Yeniden ısıtmak için küçük kimyasal ısı paketleri kullanmayın
Küçük kimyasal ısı paketleri (örneğin el ve ayakları ısıtmak için kullanılanlar) çekirdek sıcaklığı etkilemek için yeterli ısı sağlamaz. Ayrıca, küçük kimyasal ısı paketlerinin yüksek yüzey sıcaklığı, termal yanık riski oluşturur.
Öneri
Hipotermik bir hastanın çekirdeğini yeniden ısıtmak için küçük kimyasal ısı paketleri kullanmayın ( Kanıt derecesi: 1B). Ancak bu küçük kimyasal ısı paketleri, tedavi ve nakil sırasında ellerde ve ayaklarda lokal soğuk yaralanmasını önlemek için kullanılabilir ( Kanıt derecesi: 1C).

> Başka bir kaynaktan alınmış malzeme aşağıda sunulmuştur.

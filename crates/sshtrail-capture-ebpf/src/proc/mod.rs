//! /proc parsing shared by the introspector and the startup scanner
//!
//! Every reader here is race-tolerant: tasks can vanish between listing and
//! inspection, so failures map to `None`/empty and the caller skips.

pub mod existing;
pub mod pts;

use std::collections::HashSet;
use std::fs;
use std::net::Ipv4Addr;
use std::path::Path;

/// TCP_LISTEN in /proc/net/tcp's `st` column
pub(crate) const TCP_STATE_LISTEN: u8 = 0x0a;

pub(crate) fn read_comm(proc_root: &Path, pid: i32) -> Option<String> {
    fs::read_to_string(proc_root.join(pid.to_string()).join("comm"))
        .ok()
        .map(|s| s.trim().to_string())
}

#[derive(Debug, Clone, Copy)]
pub(crate) struct StatFields {
    pub ppid: i32,
    /// Process start, jiffies since boot
    pub starttime_jiffies: u64,
}

pub(crate) fn read_stat(proc_root: &Path, pid: i32) -> Option<StatFields> {
    let stat = fs::read_to_string(proc_root.join(pid.to_string()).join("stat")).ok()?;
    parse_stat_fields(&stat)
}

/// Format: pid (comm) state ppid ... starttime ...
/// comm can contain spaces and parens, so parse from the last `)`.
pub(crate) fn parse_stat_fields(stat: &str) -> Option<StatFields> {
    let close_paren = stat.rfind(')')?;
    let after_comm = &stat[close_paren + 1..];

    let fields: Vec<&str> = after_comm.split_whitespace().collect();
    // after comm: state(0) ppid(1) ... starttime(19)
    let ppid = fields.get(1)?.parse().ok()?;
    let starttime_jiffies = fields.get(19)?.parse().ok()?;

    Some(StatFields {
        ppid,
        starttime_jiffies,
    })
}

/// Real UID from /proc/<pid>/status
pub(crate) fn read_uid(proc_root: &Path, pid: i32) -> Option<u32> {
    let status = fs::read_to_string(proc_root.join(pid.to_string()).join("status")).ok()?;
    for line in status.lines() {
        if let Some(rest) = line.strip_prefix("Uid:") {
            // Uid: real effective saved fs
            return rest.split_whitespace().next()?.parse().ok();
        }
    }
    None
}

/// Socket inodes held by a process, from its fd symlinks
pub(crate) fn socket_inodes(proc_root: &Path, pid: i32) -> HashSet<u64> {
    let mut inodes = HashSet::new();

    let fd_dir = proc_root.join(pid.to_string()).join("fd");
    let Ok(entries) = fs::read_dir(&fd_dir) else {
        // permission denied or process exited
        return inodes;
    };

    for entry in entries.flatten() {
        let Ok(target) = fs::read_link(entry.path()) else {
            continue;
        };
        let target = target.to_string_lossy();
        if let Some(inode) = target
            .strip_prefix("socket:[")
            .and_then(|t| t.strip_suffix(']'))
        {
            if let Ok(inode) = inode.parse() {
                inodes.insert(inode);
            }
        }
    }

    inodes
}

/// One row of /proc/net/tcp
#[derive(Debug, Clone)]
pub(crate) struct TcpTableEntry {
    pub local_ip: Ipv4Addr,
    pub local_port: u16,
    pub remote_ip: Ipv4Addr,
    pub remote_port: u16,
    pub state: u8,
    pub inode: u64,
}

pub(crate) fn read_tcp_table(proc_root: &Path) -> Vec<TcpTableEntry> {
    let Ok(content) = fs::read_to_string(proc_root.join("net/tcp")) else {
        return Vec::new();
    };
    content.lines().skip(1).filter_map(parse_tcp_line).collect()
}

/// Format: sl local_address rem_address st tx_queue rx_queue tr tm->when
/// retrnsmt uid timeout inode ...
fn parse_tcp_line(line: &str) -> Option<TcpTableEntry> {
    let parts: Vec<&str> = line.split_whitespace().collect();
    if parts.len() < 10 {
        return None;
    }

    let (local_ip, local_port) = parse_hex_addr(parts[1])?;
    let (remote_ip, remote_port) = parse_hex_addr(parts[2])?;
    let state = u8::from_str_radix(parts[3], 16).ok()?;
    let inode = parts[9].parse().ok()?;

    Some(TcpTableEntry {
        local_ip,
        local_port,
        remote_ip,
        remote_port,
        state,
        inode,
    })
}

/// Hex address format AABBCCDD:PORT; the IP half is a native-endian dump of
/// the network-byte-order address
pub(crate) fn parse_hex_addr(hex: &str) -> Option<(Ipv4Addr, u16)> {
    let (ip_hex, port_hex) = hex.split_once(':')?;
    let ip_raw = u32::from_str_radix(ip_hex, 16).ok()?;
    let port = u16::from_str_radix(port_hex, 16).ok()?;
    Some((Ipv4Addr::from(ip_raw.to_ne_bytes()), port))
}

/// Back to the raw form the kernel sees in sockaddr_in
pub(crate) fn ipv4_to_net_u32(ip: Ipv4Addr) -> u32 {
    u32::from_ne_bytes(ip.octets())
}

#[cfg(test)]
mod tests {
    use super::*;

    #[test]
    fn stat_parsing_handles_awkward_comms() {
        let stat = "1234 (sshd) S 1000 1234 1234 0 -1 4194560 100 0 0 0 1 2 0 0 20 0 1 0 5555 1000000 100 18446744073709551615";
        let fields = parse_stat_fields(stat).unwrap();
        assert_eq!(fields.ppid, 1000);
        assert_eq!(fields.starttime_jiffies, 5555);

        let stat = "5678 (Web Content) S 1234 5678 5678 0 -1 0 0 0 0 0 0 0 0 0 20 0 1 0 777 0 0 0";
        assert_eq!(parse_stat_fields(stat).unwrap().ppid, 1234);

        let stat = "9999 (my (cool) app) S 100 9999 9999 0 -1 0 0 0 0 0 0 0 0 0 20 0 1 0 88 0 0 0";
        let fields = parse_stat_fields(stat).unwrap();
        assert_eq!(fields.ppid, 100);
        assert_eq!(fields.starttime_jiffies, 88);
    }

    #[test]
    fn stat_parsing_rejects_short_lines() {
        assert!(parse_stat_fields("1 (init) S 0").is_none());
        assert!(parse_stat_fields("garbage").is_none());
    }

    #[test]
    fn hex_addr_round_trips() {
        // 127.0.0.1:8080 appears as 0100007F:1F90 on little-endian hosts;
        // build the expected string from the raw value to stay portable
        let raw = ipv4_to_net_u32(Ipv4Addr::new(127, 0, 0, 1));
        let line = format!("{raw:08X}:1F90");
        let (ip, port) = parse_hex_addr(&line).unwrap();
        assert_eq!(ip, Ipv4Addr::new(127, 0, 0, 1));
        assert_eq!(port, 8080);
    }

    #[test]
    fn tcp_line_parses_state_and_inode() {
        let raw = ipv4_to_net_u32(Ipv4Addr::new(10, 0, 0, 5));
        let line = format!(
            "   1: {raw:08X}:0016 00000000:0000 0A 00000000:00000000 00:00000000 00000000   0        0 12345 1 0000000000000000 100 0 0 10 0"
        );
        let entry = parse_tcp_line(&line).unwrap();
        assert_eq!(entry.local_ip, Ipv4Addr::new(10, 0, 0, 5));
        assert_eq!(entry.local_port, 22);
        assert_eq!(entry.state, TCP_STATE_LISTEN);
        assert_eq!(entry.inode, 12345);
    }

    #[test]
    fn uid_parse_reads_real_uid() {
        let dir = tempfile::tempdir().unwrap();
        let pid_dir = dir.path().join("42");
        std::fs::create_dir_all(&pid_dir).unwrap();
        std::fs::write(
            pid_dir.join("status"),
            "Name:\tsshd\nUid:\t1000\t1000\t1000\t1000\nGid:\t1000\t1000\t1000\t1000\n",
        )
        .unwrap();

        assert_eq!(read_uid(dir.path(), 42), Some(1000));
        assert_eq!(read_uid(dir.path(), 43), None);
    }
}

Isıtılmış nemlendirilmiş oksijen
Isıtılmış nemlendirilmiş oksijen solunumla ısı kaybını önlemesine rağmen, solunum yolu sınırlı ısı alışverişine izin verir. Isıtılmış nemlendirilmiş oksijen, tek başına yeniden ısıtma yöntemi olarak etkili değildir,
Isıtılmış nemlendirilmiş oksijen, diğer yeniden ısıtma yöntemleriyle birlikte kullanılabilir ( Kanıt derecesi: 2C), ancak tek yeniden ısıtma yöntemi olarak güvenilmemelidir ( Kanıt derecesi: 1B).
Isınmak için sıcak duşlar veya banyolar kullanmayın
Sıcak bir duş veya banyo, periferik kan akışını belirgin şekilde artırır, artçı damlayı artırır ve potansiyel olarak hipotansiyona neden olur.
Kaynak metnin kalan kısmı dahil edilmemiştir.